[ENTRIES SUPPLIED]
○ ○ ○ ○ ○
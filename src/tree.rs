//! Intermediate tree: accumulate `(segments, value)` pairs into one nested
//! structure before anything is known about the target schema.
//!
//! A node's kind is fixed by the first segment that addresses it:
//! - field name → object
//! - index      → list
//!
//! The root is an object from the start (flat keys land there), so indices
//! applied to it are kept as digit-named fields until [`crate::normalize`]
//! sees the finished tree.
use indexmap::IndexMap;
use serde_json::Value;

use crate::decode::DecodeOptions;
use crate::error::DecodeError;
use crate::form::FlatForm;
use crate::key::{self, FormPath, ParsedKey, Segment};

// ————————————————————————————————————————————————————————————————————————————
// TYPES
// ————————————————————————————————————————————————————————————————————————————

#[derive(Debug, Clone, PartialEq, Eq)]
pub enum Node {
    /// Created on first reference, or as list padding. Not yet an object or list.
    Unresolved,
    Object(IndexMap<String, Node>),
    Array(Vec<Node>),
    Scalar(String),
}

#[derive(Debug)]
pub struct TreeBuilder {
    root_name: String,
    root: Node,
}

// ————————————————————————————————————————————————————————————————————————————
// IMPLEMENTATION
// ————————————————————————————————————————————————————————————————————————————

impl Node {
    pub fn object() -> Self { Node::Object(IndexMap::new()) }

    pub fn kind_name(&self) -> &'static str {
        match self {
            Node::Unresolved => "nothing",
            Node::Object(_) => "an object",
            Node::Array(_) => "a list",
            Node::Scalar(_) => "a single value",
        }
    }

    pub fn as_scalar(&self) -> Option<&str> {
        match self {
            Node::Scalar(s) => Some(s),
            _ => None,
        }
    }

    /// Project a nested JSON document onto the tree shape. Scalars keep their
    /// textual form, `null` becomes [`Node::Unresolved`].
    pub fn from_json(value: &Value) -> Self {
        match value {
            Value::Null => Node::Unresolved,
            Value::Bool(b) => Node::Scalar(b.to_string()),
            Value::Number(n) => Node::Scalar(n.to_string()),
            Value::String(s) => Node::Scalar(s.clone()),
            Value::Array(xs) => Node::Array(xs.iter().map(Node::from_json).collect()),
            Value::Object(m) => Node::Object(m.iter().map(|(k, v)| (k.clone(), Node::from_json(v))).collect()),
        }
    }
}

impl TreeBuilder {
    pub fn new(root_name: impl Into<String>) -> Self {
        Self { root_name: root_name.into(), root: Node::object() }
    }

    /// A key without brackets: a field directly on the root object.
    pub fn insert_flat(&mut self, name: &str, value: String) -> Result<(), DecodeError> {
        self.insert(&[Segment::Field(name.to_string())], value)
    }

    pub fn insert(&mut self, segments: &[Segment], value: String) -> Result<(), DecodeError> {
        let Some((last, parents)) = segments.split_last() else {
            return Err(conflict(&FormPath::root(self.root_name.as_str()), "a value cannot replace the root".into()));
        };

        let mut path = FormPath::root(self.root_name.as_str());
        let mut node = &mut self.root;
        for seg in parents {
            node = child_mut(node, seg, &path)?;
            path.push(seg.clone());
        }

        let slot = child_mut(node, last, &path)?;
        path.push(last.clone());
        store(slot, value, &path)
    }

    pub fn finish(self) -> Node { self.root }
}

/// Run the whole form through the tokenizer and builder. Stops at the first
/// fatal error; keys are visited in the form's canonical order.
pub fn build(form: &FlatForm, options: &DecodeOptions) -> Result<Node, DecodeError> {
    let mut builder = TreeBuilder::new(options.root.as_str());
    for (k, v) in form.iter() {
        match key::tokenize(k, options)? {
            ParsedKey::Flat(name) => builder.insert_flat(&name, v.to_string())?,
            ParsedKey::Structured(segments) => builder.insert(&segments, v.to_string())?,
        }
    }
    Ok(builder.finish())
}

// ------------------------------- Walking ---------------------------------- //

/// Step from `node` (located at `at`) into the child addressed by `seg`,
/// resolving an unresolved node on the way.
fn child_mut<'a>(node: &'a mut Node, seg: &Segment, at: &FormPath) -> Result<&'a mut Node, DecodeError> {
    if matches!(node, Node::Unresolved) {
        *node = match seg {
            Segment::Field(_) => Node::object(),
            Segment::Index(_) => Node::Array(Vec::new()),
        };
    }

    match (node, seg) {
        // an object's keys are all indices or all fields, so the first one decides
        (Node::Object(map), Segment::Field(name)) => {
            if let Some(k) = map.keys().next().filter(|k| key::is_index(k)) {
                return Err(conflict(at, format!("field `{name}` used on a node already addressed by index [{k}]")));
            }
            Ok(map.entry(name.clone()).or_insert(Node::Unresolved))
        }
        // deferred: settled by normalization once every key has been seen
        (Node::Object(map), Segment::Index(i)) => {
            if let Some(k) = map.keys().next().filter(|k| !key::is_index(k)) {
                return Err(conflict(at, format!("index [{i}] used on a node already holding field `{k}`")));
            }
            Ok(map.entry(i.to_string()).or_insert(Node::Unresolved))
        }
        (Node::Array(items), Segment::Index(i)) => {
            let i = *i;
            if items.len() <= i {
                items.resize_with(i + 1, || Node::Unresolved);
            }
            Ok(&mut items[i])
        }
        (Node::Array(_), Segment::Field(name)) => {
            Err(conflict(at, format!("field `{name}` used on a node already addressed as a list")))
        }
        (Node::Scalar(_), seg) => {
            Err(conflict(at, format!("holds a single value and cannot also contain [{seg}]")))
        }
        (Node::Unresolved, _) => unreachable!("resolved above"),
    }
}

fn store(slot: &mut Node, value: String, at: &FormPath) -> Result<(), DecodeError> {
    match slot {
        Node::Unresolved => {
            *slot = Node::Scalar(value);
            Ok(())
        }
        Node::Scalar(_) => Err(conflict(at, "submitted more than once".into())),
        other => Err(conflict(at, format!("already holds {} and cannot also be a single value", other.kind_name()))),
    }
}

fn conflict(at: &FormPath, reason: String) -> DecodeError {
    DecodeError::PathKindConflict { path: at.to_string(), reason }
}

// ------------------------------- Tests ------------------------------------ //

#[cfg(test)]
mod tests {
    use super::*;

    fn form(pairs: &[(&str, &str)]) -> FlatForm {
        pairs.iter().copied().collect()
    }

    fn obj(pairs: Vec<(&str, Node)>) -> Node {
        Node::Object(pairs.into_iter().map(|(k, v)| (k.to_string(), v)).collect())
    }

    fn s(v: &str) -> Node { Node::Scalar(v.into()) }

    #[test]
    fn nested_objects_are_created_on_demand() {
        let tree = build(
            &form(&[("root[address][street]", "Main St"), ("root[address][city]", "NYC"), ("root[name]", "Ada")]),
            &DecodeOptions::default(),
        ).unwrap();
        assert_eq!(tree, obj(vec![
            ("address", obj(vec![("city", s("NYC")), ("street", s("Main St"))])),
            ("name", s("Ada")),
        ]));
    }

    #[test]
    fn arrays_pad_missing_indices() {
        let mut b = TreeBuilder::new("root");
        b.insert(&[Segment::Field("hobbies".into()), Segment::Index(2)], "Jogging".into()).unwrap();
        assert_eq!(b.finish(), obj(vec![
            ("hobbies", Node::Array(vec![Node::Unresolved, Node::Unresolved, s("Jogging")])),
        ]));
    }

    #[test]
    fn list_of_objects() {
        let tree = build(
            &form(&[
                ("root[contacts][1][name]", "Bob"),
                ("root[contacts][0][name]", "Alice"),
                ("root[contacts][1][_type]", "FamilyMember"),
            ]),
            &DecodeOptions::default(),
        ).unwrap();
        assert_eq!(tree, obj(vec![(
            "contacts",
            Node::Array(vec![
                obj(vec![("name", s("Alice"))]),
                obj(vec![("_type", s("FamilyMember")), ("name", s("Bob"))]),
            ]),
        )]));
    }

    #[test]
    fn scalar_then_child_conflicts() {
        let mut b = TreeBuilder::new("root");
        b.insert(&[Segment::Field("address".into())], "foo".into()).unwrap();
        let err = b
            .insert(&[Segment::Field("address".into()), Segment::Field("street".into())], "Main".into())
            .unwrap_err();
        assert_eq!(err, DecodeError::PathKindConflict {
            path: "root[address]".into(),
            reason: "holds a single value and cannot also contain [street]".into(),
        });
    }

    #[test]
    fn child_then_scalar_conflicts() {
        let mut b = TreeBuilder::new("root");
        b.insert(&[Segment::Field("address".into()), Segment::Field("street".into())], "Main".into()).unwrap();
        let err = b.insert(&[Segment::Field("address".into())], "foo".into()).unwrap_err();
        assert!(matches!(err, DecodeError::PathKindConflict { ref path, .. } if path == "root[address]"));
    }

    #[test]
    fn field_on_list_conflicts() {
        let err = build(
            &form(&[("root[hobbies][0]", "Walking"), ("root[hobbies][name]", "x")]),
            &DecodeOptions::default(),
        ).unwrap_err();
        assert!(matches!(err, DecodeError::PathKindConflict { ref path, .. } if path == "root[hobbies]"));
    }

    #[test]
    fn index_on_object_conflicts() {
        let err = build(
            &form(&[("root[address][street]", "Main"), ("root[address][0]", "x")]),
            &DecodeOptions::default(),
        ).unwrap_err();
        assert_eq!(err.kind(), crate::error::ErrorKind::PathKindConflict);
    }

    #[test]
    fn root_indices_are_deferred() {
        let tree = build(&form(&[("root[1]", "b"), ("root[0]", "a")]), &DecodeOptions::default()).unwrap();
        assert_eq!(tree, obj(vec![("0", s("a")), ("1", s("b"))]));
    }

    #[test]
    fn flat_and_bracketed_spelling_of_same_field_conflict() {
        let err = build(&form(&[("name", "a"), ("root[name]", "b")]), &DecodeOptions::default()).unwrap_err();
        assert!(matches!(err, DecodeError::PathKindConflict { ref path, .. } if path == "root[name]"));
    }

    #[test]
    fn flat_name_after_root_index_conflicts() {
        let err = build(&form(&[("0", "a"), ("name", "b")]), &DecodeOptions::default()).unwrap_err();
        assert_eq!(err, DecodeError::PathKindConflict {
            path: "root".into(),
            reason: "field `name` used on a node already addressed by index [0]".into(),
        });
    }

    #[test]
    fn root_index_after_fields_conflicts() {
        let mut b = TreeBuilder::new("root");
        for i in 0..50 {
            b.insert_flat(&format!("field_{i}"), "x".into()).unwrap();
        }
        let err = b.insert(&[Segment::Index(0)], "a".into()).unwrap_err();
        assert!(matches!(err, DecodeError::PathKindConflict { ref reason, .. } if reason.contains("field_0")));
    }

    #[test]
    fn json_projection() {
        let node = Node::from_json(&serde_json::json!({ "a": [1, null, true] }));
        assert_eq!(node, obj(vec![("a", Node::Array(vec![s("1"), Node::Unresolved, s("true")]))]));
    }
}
○ ○ ○ ○ ○
Which of the lines above hold the string "last"? Pick each of them out.

[ANSWER SECTION]
        let Some((last, parents)) = segments.split_last() else {
        let slot = child_mut(node, last, &path)?;
        path.push(last.clone());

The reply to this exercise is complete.